EXERCISE INSTRUCTIONS: Provide the number of lines in the material containing the word "impl", with nothing added.

RECORDS FOR THIS TASK:

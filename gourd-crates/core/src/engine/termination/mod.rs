mod combinator;
mod decision_budget;
mod indefinite;
mod time_budget;

pub use combinator::*;
pub use decision_budget::*;
pub use indefinite::*;
pub use time_budget::*;

/// Decides when a search gives up before it has found a solution or exhausted the search space.
///
/// The search asks [`TerminationCondition::should_stop`] before every node. A search which is
/// stopped reports that its outcome is unknown and can be resumed later with a fresh condition.
pub trait TerminationCondition {
    fn should_stop(&mut self) -> bool;

    /// Called after the search commits to a decision, before the decision is propagated.
    fn decision_has_been_made(&mut self) {}
}

/// `None` never stops the search.
impl<T: TerminationCondition> TerminationCondition for Option<T> {
    fn should_stop(&mut self) -> bool {
        match self {
            Some(condition) => condition.should_stop(),
            None => false,
        }
    }

    fn decision_has_been_made(&mut self) {
        if let Some(condition) = self {
            condition.decision_has_been_made()
        }
    }
}

impl<T: TerminationCondition + ?Sized> TerminationCondition for &mut T {
    fn should_stop(&mut self) -> bool {
        (**self).should_stop()
    }

    fn decision_has_been_made(&mut self) {
        (**self).decision_has_been_made()
    }
}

TASK SOLUTION: 2